[Data items]
>>>
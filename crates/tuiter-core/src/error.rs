//! Unified error types for all layers of the application.

use serde::{Deserialize, Serialize};
use std::fmt::Debug;
use thiserror::Error;

/// Unified error type for the Tuiter backend.
///
/// Every data-access operation returns a discriminated result built on
/// this enum, and the REST layer maps each variant to an HTTP status
/// deterministically.
#[derive(Error, Debug)]
pub enum TuiterError {
    /// Resource not found
    #[error("Resource not found: {resource_type} with id {id}")]
    NotFound {
        resource_type: &'static str,
        id: String,
    },

    /// Validation error (e.g., malformed identifier)
    #[error("Validation error: {0}")]
    Validation(String),

    /// Conflict error (e.g., duplicate key)
    #[error("Conflict: {0}")]
    Conflict(String),

    /// Document store error
    #[error("Database error: {0}")]
    Database(String),

    /// Configuration error
    #[error("Configuration error: {0}")]
    Configuration(String),

    /// Internal error
    #[error("Internal error: {0}")]
    Internal(String),

    /// Generic error wrapper
    #[error(transparent)]
    Other(#[from] anyhow::Error),
}

impl TuiterError {
    /// Returns the HTTP status code for this error.
    #[must_use]
    pub const fn status_code(&self) -> u16 {
        match self {
            Self::NotFound { .. } => 404,
            Self::Validation(_) => 400,
            Self::Conflict(_) => 409,
            Self::Database(_) | Self::Configuration(_) | Self::Internal(_) | Self::Other(_) => 500,
        }
    }

    /// Returns a machine-readable error code.
    #[must_use]
    pub const fn error_code(&self) -> &'static str {
        match self {
            Self::NotFound { .. } => "NOT_FOUND",
            Self::Validation(_) => "VALIDATION_ERROR",
            Self::Conflict(_) => "CONFLICT",
            Self::Database(_) => "DATABASE_ERROR",
            Self::Configuration(_) => "CONFIGURATION_ERROR",
            Self::Internal(_) | Self::Other(_) => "INTERNAL_ERROR",
        }
    }

    /// Creates a not found error for a resource.
    #[must_use]
    pub fn not_found<T: ToString>(resource_type: &'static str, id: T) -> Self {
        Self::NotFound {
            resource_type,
            id: id.to_string(),
        }
    }

    /// Creates a validation error.
    #[must_use]
    pub fn validation<T: Into<String>>(message: T) -> Self {
        Self::Validation(message.into())
    }

    /// Creates a conflict error.
    #[must_use]
    pub fn conflict<T: Into<String>>(message: T) -> Self {
        Self::Conflict(message.into())
    }

    /// Creates a database error.
    #[must_use]
    pub fn database<T: Into<String>>(message: T) -> Self {
        Self::Database(message.into())
    }

    /// Creates an internal error.
    #[must_use]
    pub fn internal<T: Into<String>>(message: T) -> Self {
        Self::Internal(message.into())
    }
}

#[cfg(feature = "mongodb")]
impl From<mongodb::error::Error> for TuiterError {
    fn from(err: mongodb::error::Error) -> Self {
        use mongodb::error::{ErrorKind, WriteFailure};

        // Duplicate-key write failures become conflicts
        if let ErrorKind::Write(WriteFailure::WriteError(write_error)) = &*err.kind {
            if write_error.code == 11000 {
                return Self::Conflict(write_error.message.clone());
            }
        }
        Self::Database(err.to_string())
    }
}

impl From<serde_json::Error> for TuiterError {
    fn from(err: serde_json::Error) -> Self {
        Self::Internal(format!("JSON serialization error: {}", err))
    }
}

/// Serializable error response for API responses.
#[derive(Debug, Clone, Serialize, Deserialize)]
pub struct ErrorResponse {
    /// Machine-readable error code
    pub code: String,
    /// Human-readable error message
    pub message: String,
}

impl ErrorResponse {
    /// Creates a new error response from a `TuiterError`.
    #[must_use]
    pub fn from_error(error: &TuiterError) -> Self {
        Self {
            code: error.error_code().to_string(),
            message: error.to_string(),
        }
    }
}

impl From<&TuiterError> for ErrorResponse {
    fn from(error: &TuiterError) -> Self {
        Self::from_error(error)
    }
}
<<<
■ Instructions for the task
Every record is to be retyped exactly as given.

■ Written answer
filename crates/tuiter-core/src/error.rs
//! Unified error types for all layers of the application.

use serde::{Deserialize, Serialize};
use std::fmt::Debug;
use thiserror::Error;

/// Unified error type for the Tuiter backend.
///
/// Every data-access operation returns a discriminated result built on
/// this enum, and the REST layer maps each variant to an HTTP status
/// deterministically.
#[derive(Error, Debug)]
pub enum TuiterError {
    /// Resource not found
    #[error("Resource not found: {resource_type} with id {id}")]
    NotFound {
        resource_type: &'static str,
        id: String,
    },

    /// Validation error (e.g., malformed identifier)
    #[error("Validation error: {0}")]
    Validation(String),

    /// Conflict error (e.g., duplicate key)
    #[error("Conflict: {0}")]
    Conflict(String),

    /// Document store error
    #[error("Database error: {0}")]
    Database(String),

    /// Configuration error
    #[error("Configuration error: {0}")]
    Configuration(String),

    /// Internal error
    #[error("Internal error: {0}")]
    Internal(String),

    /// Generic error wrapper
    #[error(transparent)]
    Other(#[from] anyhow::Error),
}

impl TuiterError {
    /// Returns the HTTP status code for this error.
    #[must_use]
    pub const fn status_code(&self) -> u16 {
        match self {
            Self::NotFound { .. } => 404,
            Self::Validation(_) => 400,
            Self::Conflict(_) => 409,
            Self::Database(_) | Self::Configuration(_) | Self::Internal(_) | Self::Other(_) => 500,
        }
    }

    /// Returns a machine-readable error code.
    #[must_use]
    pub const fn error_code(&self) -> &'static str {
        match self {
            Self::NotFound { .. } => "NOT_FOUND",
            Self::Validation(_) => "VALIDATION_ERROR",
            Self::Conflict(_) => "CONFLICT",
            Self::Database(_) => "DATABASE_ERROR",
            Self::Configuration(_) => "CONFIGURATION_ERROR",
            Self::Internal(_) | Self::Other(_) => "INTERNAL_ERROR",
        }
    }

    /// Creates a not found error for a resource.
    #[must_use]
    pub fn not_found<T: ToString>(resource_type: &'static str, id: T) -> Self {
        Self::NotFound {
            resource_type,
            id: id.to_string(),
        }
    }

    /// Creates a validation error.
    #[must_use]
    pub fn validation<T: Into<String>>(message: T) -> Self {
        Self::Validation(message.into())
    }

    /// Creates a conflict error.
    #[must_use]
    pub fn conflict<T: Into<String>>(message: T) -> Self {
        Self::Conflict(message.into())
    }

    /// Creates a database error.
    #[must_use]
    pub fn database<T: Into<String>>(message: T) -> Self {
        Self::Database(message.into())
    }

    /// Creates an internal error.
    #[must_use]
    pub fn internal<T: Into<String>>(message: T) -> Self {
        Self::Internal(message.into())
    }
}

#[cfg(feature = "mongodb")]
impl From<mongodb::error::Error> for TuiterError {
    fn from(err: mongodb::error::Error) -> Self {
        use mongodb::error::{ErrorKind, WriteFailure};

        // Duplicate-key write failures become conflicts
        if let ErrorKind::Write(WriteFailure::WriteError(write_error)) = &*err.kind {
            if write_error.code == 11000 {
                return Self::Conflict(write_error.message.clone());
            }
        }
        Self::Database(err.to_string())
    }
}

impl From<serde_json::Error> for TuiterError {
    fn from(err: serde_json::Error) -> Self {
        Self::Internal(format!("JSON serialization error: {}", err))
    }
}

/// Serializable error response for API responses.
#[derive(Debug, Clone, Serialize, Deserialize)]
pub struct ErrorResponse {
    /// Machine-readable error code
    pub code: String,
    /// Human-readable error message
    pub message: String,
}

impl ErrorResponse {
    /// Creates a new error response from a `TuiterError`.
    #[must_use]
    pub fn from_error(error: &TuiterError) -> Self {
        Self {
            code: error.error_code().to_string(),
            message: error.to_string(),
        }
    }
}

impl From<&TuiterError> for ErrorResponse {
    fn from(error: &TuiterError) -> Self {
        Self::from_error(error)
    }
}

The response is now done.